Гачев 2-й. Вальс — да это же космический танец! Проделываем вращения двух родов: вокруг своей оси (с партнером мы — воссоединенный целостный человек, «андрогин» платонов) и по кругу зала — то есть в вальсе мы равны. Земле, земному шару, что и вокруг своей оси вращается, по орбите вокруг Солнца. В этом — упоение вальса: его захватывающее дух кружение — той же природы, что и коловращение Земли; мы ей равны в танце, ей подражаем, ее собой чувствуем. В вальсе мы — само совершенство. Отсюда само- и взаимовосхищение в нем. И недаром в послекоперниканской городской Европе так развился этот танец и перешагнул все границы, давая всем чувство причастия к универсуму: чуять себя не немцами и русскими, а — землянами» и «солнцарамю»… Такт на три есть «троица» — совершенное и полное число: ибо лишь тремя точками можно осуществить поворот кругом…

Музыка звучит громче. Сергей Петров подходит к Анастасии Гачевой.

И вот они уже кружатся, все убыстряясь, в вальсе.

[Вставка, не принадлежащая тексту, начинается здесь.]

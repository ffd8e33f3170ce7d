use chrono::{DateTime, Utc};
use rust_decimal::Decimal;
use sea_orm::entity::prelude::*;
use serde::{Deserialize, Serialize};
use uuid::Uuid;

/// One row per provider settlement callback. Insert-only: reconciliation
/// either accepts or rejects a callback, it never mutates a stored record.
///
/// The unique `provider_reference` is the duplicate-delivery guard for the
/// provider's at-least-once webhook redelivery.
#[derive(Clone, Debug, PartialEq, DeriveEntityModel, Serialize, Deserialize)]
#[sea_orm(table_name = "transaction_payments")]
pub struct Model {
    #[sea_orm(primary_key, auto_increment = false)]
    pub id: Uuid,

    /// Provider-issued transaction reference.
    #[sea_orm(unique)]
    pub provider_reference: String,

    /// Order `account_number` the settlement claims to pay. A logical
    /// reference resolved at reconciliation time, not a foreign key.
    pub invoice_id: String,

    #[sea_orm(column_type = "Decimal(Some((10, 2)))")]
    pub amount: Decimal,

    /// Opaque diagnostic payload: card mask, issuer country, IP geolocation,
    /// provider result code. Stored as received, never interpreted.
    #[sea_orm(column_type = "Json", nullable)]
    pub details: Option<Json>,

    pub created_at: DateTime<Utc>,
}

#[derive(Copy, Clone, Debug, EnumIter, DeriveRelation)]
pub enum Relation {}

impl ActiveModelBehavior for ActiveModel {}
use async_trait::async_trait;
use axum::{extract::FromRequestParts, http::request::Parts};
use uuid::Uuid;

use crate::errors::ServiceError;

/// Header carrying the already-verified subject identifier. Token parsing
/// and signature verification happen in a trusted upstream authenticator;
/// this service only consumes its result.
pub const SUBJECT_HEADER: &str = "x-subject-id";

/// Verified caller identity. `None` for anonymous checkouts.
#[derive(Debug, Clone, Copy)]
pub struct VerifiedSubject(pub Option<Uuid>);

#[async_trait]
impl<S> FromRequestParts<S> for VerifiedSubject
where
    S: Send + Sync,
{
    type Rejection = ServiceError;

    async fn from_request_parts(parts: &mut Parts, _state: &S) -> Result<Self, Self::Rejection> {
        match parts.headers.get(SUBJECT_HEADER) {
            None => Ok(VerifiedSubject(None)),
            Some(value) => {
                let raw = value.to_str().map_err(|_| {
                    ServiceError::Unauthorized("subject header is not valid UTF-8".to_string())
                })?;
                let subject = Uuid::parse_str(raw).map_err(|_| {
                    ServiceError::Unauthorized("subject header is not a valid UUID".to_string())
                })?;
                Ok(VerifiedSubject(Some(subject)))
            }
        }
    }
}

#[cfg(test)]
mod tests {
    use super::*;
    use axum::http::Request;

    async fn extract(request: Request<()>) -> Result<VerifiedSubject, ServiceError> {
        let (mut parts, _) = request.into_parts();
        VerifiedSubject::from_request_parts(&mut parts, &()).await
    }

    #[tokio::test]
    async fn missing_header_is_anonymous() {
        let req = Request::builder().body(()).unwrap();
        let subject = extract(req).await.unwrap();
        assert!(subject.0.is_none());
    }

    #[tokio::test]
    async fn valid_header_yields_subject() {
        let id = Uuid::new_v4();
        let req = Request::builder()
            .header(SUBJECT_HEADER, id.to_string())
            .body(())
            .unwrap();
        let subject = extract(req).await.unwrap();
        assert_eq!(subject.0, Some(id));
    }

    #[tokio::test]
    async fn garbage_header_is_rejected() {
        let req = Request::builder()
            .header(SUBJECT_HEADER, "not-a-uuid")
            .body(())
            .unwrap();
        assert!(extract(req).await.is_err());
    }
}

— Чем же все это окончится? — Будет апрель.
— Будет апрель, вы уверены? — Да, я уверен.
Я уже слышал, и слух этот мною проверен,
будто бы в роще сегодня звенела свирель.

— Что же из этого следует? — Следует жить,
шить сарафаны и легкие платья из ситца.
— Вы полагаете, все это будет носиться?
— Я полагаю, что все это следует шить.

От куплета к куплету музыка звучит все громче и громче. В нескончаемый танец вовлекаются все новые и новые члены философского семинара Н.Ф. Федорова.

— Следует шить, ибо сколько вьюге ни кружить,
недолговечны ее кабала и опала.
— Так разрешите же в честь новогоднего бала
руку на танец, сударыня, вам предложить!

— Месяц серебряный, шар со свечою внутри,
и карнавальные маски — по кругу, по кругу!
— Вальс начинается. Дайте ж, сударыня, руку,
и — раз-два-три,
       раз-два-три,
     раз-два-три,
     раз-два-три!..

Мелодия все нарастает, сквозь нее уже не разобрать слов танцующих.
До зрителей лишь долетает еле слышные возгласы: «День ВСКР… День ВСКР…».

1) Некоторые заключенные произносят не все гласные.

2) См. ИКЕЯ.

3) Внесена в список экстремистских организаций.

4) См. ВСКР.

5) Очевидная ошибка стенографистки. Следует читать: государственных служащих.